Outside the train’s window the yellow dust fills the air, turning all the light into a golden glow. As I watch the land pass by I take a deep breath and find that some tight place in me has released. Some tension in me has softened. Maybe in all this open space I finally have enough room to breathe. Maybe I’ve left my cares behind at the station, if only for a while. Or maybe I am just glad to get the hell out of Utah. Salt Lake City was not my place.
I’m sensitive to atmospheric changes. Every place has it’s own character and that soaks right into me. Salt Lake City gave me a strange sense of ennui. I felt a little offthe whole time I was there. It’s hard to describe. The feeling came from small things, from a deserted plaza, a place designed for noise and movement that is silent and abandoned. Like a house that is too clean to really feel like home. I wandered through, waiting for my friend to get off work, and my footsteps echoed on the naked concrete walls and planter beds.
The feeling comes again as I sit on a packed train from Sandy to downtown. There are people in colors for a team I don’t know, families heading into town for a game. A guy sits in the seat across from me. From the corner of my eye I get an impression of torn jeans and dark tattoos. I glance at him and consider saying something, starting conversation in the hopes we might find some connection. I have this feeling, one I can’t quite explain, that the way we appear to one another puts us on opposite sides of something. Some divide of social circumstance. I wonder what he thinks of me and if it would change if he knew me. But he doesn’t know me and he gives off a palpable sense of hostility. He pulls a long folding knife from his jeans pocket, turning it over in his hands, opening, closing it. He doesn’t look at me but I have that odd sense that his attention is on me, even if his eyes are not. I stare out the window, arrange my face into a mask of boredom. Unconcerned. Whatever, the set of my shoulders proclaims. But I wonder what he means by it. I sit and wonder and he sits with his knife, folding, unfolding, folding again. When we get to my stop I stand, walk to the door. As I get off I glance back at him. He is still sitting, his eyes carefully trained downward. He snaps the knife shut and slips it into his pocket. I get off the train and it carries him away from me.

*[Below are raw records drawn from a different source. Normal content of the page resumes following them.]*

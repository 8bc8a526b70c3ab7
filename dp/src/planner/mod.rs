//! Planner run pipeline
//!
//! inputs -> prompt -> completion -> normalize -> journal -> calendar events
//!
//! The journal is written before any event is created, so a calendar failure
//! never loses the day's document. Event creation failures are logged and
//! skipped; the run still succeeds.

use std::path::PathBuf;
use std::sync::Arc;

use chrono::NaiveDate;
use chrono_tz::Tz;
use tracing::{Instrument, debug, error, info, warn};
use uuid::Uuid;

mod context;
mod error;
mod inputs;

pub use context::{RunContext, tomorrow_in};
pub use error::RunError;
pub use inputs::{InputAssembler, Inputs};

use crate::calendar::{CalendarService, CreatedEvent, EventRequest, MappingError, map_to_events};
use crate::config::Config;
use crate::journal::JournalWriter;
use crate::llm::{CompletionRequest, CompletionResponse, LlmClient, Message, StopReason};
use crate::prompts::{PromptContext, PromptLoader};
use crate::retry::{RetryPolicy, retry};
use crate::schedule::{Normalized, normalize};

/// Per-invocation switches
#[derive(Debug, Clone)]
pub struct RunOptions {
    pub target_date: NaiveDate,
    /// Print the document, write nothing, create nothing
    pub dry_run: bool,
    /// Skip the startup delay
    pub no_delay: bool,
}

/// A rendered plan request
#[derive(Debug, Clone)]
pub struct PlanPrompt {
    pub system: String,
    pub user: String,
}

/// How a run ended
#[derive(Debug)]
pub enum RunOutcome {
    /// Disable marker present, nothing done
    Skipped { marker: PathBuf },
    Completed(RunReport),
}

/// Summary of a completed run
#[derive(Debug, Clone)]
pub struct RunReport {
    pub run_id: Uuid,
    pub target_date: NaiveDate,
    pub normalized: Normalized,
    /// `None` on a dry run
    pub journal_path: Option<PathBuf>,
    pub created: Vec<CreatedEvent>,
    pub rejected: Vec<MappingError>,
    /// Event summary and the error that stopped it
    pub write_failures: Vec<(String, String)>,
}

impl RunReport {
    pub fn focus_blocks(&self) -> usize {
        self.normalized.focus_blocks.len()
    }
}

pub struct Planner {
    config: Config,
    llm: Arc<dyn LlmClient>,
    calendar: Option<Arc<dyn CalendarService>>,
    inputs: InputAssembler,
    prompts: PromptLoader,
    tz: Tz,
}

impl Planner {
    pub fn new(
        config: Config,
        tz: Tz,
        llm: Arc<dyn LlmClient>,
        calendar: Option<Arc<dyn CalendarService>>,
    ) -> Self {
        debug!(model = llm.model(), calendar = calendar.is_some(), %tz, "Planner::new: called");
        let inputs = InputAssembler::new(&config.planner.kanban_path, calendar.clone());
        let prompts = PromptLoader::new(&config.planner.prompt_dir);
        Self {
            config,
            llm,
            calendar,
            inputs,
            prompts,
            tz,
        }
    }

    /// Run the whole pipeline for `options.target_date`
    pub async fn run(&self, options: &RunOptions) -> Result<RunOutcome, RunError> {
        let ctx = RunContext::new(options.target_date);
        let span = ctx.span().clone();
        self.run_in(&ctx, options).instrument(span).await
    }

    async fn run_in(&self, ctx: &RunContext, options: &RunOptions) -> Result<RunOutcome, RunError> {
        let marker = &self.config.planner.disable_marker;
        if marker.exists() {
            info!("Disable marker {} present, skipping run", marker.display());
            return Ok(RunOutcome::Skipped { marker: marker.clone() });
        }

        info!(model = self.llm.model(), dry_run = options.dry_run, "Planning {}", ctx.target_date());

        let delay = self.config.planner.startup_delay();
        if !options.no_delay && !delay.is_zero() {
            info!("Waiting {:?} before first network call", delay);
            tokio::time::sleep(delay).await;
        }

        let inputs = self.inputs.assemble(ctx.target_date()).await?;
        let prompt = render_prompt(&self.prompts, &inputs, ctx.target_date())?;
        let response = self.request_plan(&prompt).await?;

        let normalized = normalize(&response.content, ctx.target_date())?;
        for missing in normalized.document.missing_sections() {
            warn!("Plan is missing the {:?} section", missing);
        }

        let journal_path = if options.dry_run {
            info!("Dry run, journal not written");
            None
        } else {
            let writer = JournalWriter::new(&self.config.planner.output_dir);
            Some(writer.write(ctx.target_date(), &normalized.document)?)
        };

        let mapped = map_to_events(&normalized.focus_blocks, ctx.target_date(), self.tz);
        let (created, write_failures) = if options.dry_run {
            info!("Dry run, {} focus-block events not created", mapped.requests.len());
            (Vec::new(), Vec::new())
        } else {
            self.publish(&mapped.requests).await
        };

        info!(
            focus_blocks = normalized.focus_blocks.len(),
            created = created.len(),
            rejected = mapped.rejected.len(),
            write_failures = write_failures.len(),
            "Run complete"
        );

        Ok(RunOutcome::Completed(RunReport {
            run_id: ctx.run_id(),
            target_date: ctx.target_date(),
            normalized,
            journal_path,
            created,
            rejected: mapped.rejected,
            write_failures,
        }))
    }

    /// One completion call under the configured retry policy
    async fn request_plan(&self, prompt: &PlanPrompt) -> Result<CompletionResponse, RunError> {
        let request = CompletionRequest {
            system_prompt: prompt.system.clone(),
            messages: vec![Message::user(prompt.user.clone())],
            max_tokens: self.config.llm.max_tokens,
            temperature: self.config.llm.temperature,
        };
        let policy = RetryPolicy::from(&self.config.planner.retry);
        debug!(?policy, prompt_len = prompt.user.len(), "request_plan: called");

        let response = retry(&policy, "Completion request", |attempt| {
            let llm = Arc::clone(&self.llm);
            let request = request.clone();
            async move {
                debug!(attempt, "request_plan: sending");
                llm.complete(request).await
            }
        })
        .await?;

        if response.stop_reason == StopReason::MaxTokens {
            warn!("Completion hit the max-tokens limit, plan may be truncated");
        }
        info!(
            input_tokens = response.usage.input_tokens,
            output_tokens = response.usage.output_tokens,
            cost_usd = response.usage.cost_usd(self.llm.model()),
            "Received plan"
        );
        Ok(response)
    }

    /// Create each event in order; failures are logged and skipped, an auth
    /// failure ends the batch
    async fn publish(&self, requests: &[EventRequest]) -> (Vec<CreatedEvent>, Vec<(String, String)>) {
        let mut created = Vec::new();
        let mut failures = Vec::new();

        let Some(calendar) = &self.calendar else {
            if !requests.is_empty() {
                info!("Calendar disabled, {} focus-block events not created", requests.len());
            }
            return (created, failures);
        };

        for (index, request) in requests.iter().enumerate() {
            match calendar.create_event(request).await {
                Ok(event) => {
                    info!("Created event '{}' {}", request.summary, event.html_link);
                    created.push(event);
                }
                Err(e) if e.is_auth() => {
                    // every later insert would be refused the same way
                    let reason = format!("{} (refresh the calendar token)", e);
                    error!(
                        "Calendar refused the token, {} events not created: {:?}",
                        requests.len() - index,
                        e
                    );
                    failures.extend(requests[index..].iter().map(|r| (r.summary.clone(), reason.clone())));
                    break;
                }
                Err(e) => {
                    error!("Failed to create event '{}': {:?}", request.summary, e);
                    failures.push((request.summary.clone(), e.to_string()));
                }
            }
        }

        (created, failures)
    }
}

/// Render the plan request from assembled inputs
pub fn render_prompt(prompts: &PromptLoader, inputs: &Inputs, date: NaiveDate) -> Result<PlanPrompt, RunError> {
    debug!(%date, event_count = inputs.events.len(), "render_prompt: called");
    let context = PromptContext::new(inputs.kanban.clone(), &inputs.events, date);
    let user = prompts
        .plan_prompt(&context)
        .map_err(|e| RunError::Prompt(format!("{:#}", e)))?;
    let system = prompts
        .system_prompt()
        .map_err(|e| RunError::Prompt(format!("{:#}", e)))?;
    Ok(PlanPrompt { system, user })
}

There are sharp edges hidden in this place and I’m glad that this train is putting miles between me and Salt Lake City. I stare out the window and there is nothing but golden light for as far as I can see. We cross the border into Wyoming and I think of what one of my favorite bloggers wrote in her new book. Every time she crosses a state line she throws her cares over her shoulder, leaving them at the border. There’s something to this, isn’t there? Going to a new place has a strange power, an ability to wipe the slate clean. So as we cross into Wyoming and then into Colorado, I feel I really have left my cares behind me. I am empty, wiped clean. Ready for a new beginning, where each day brings a new adventure.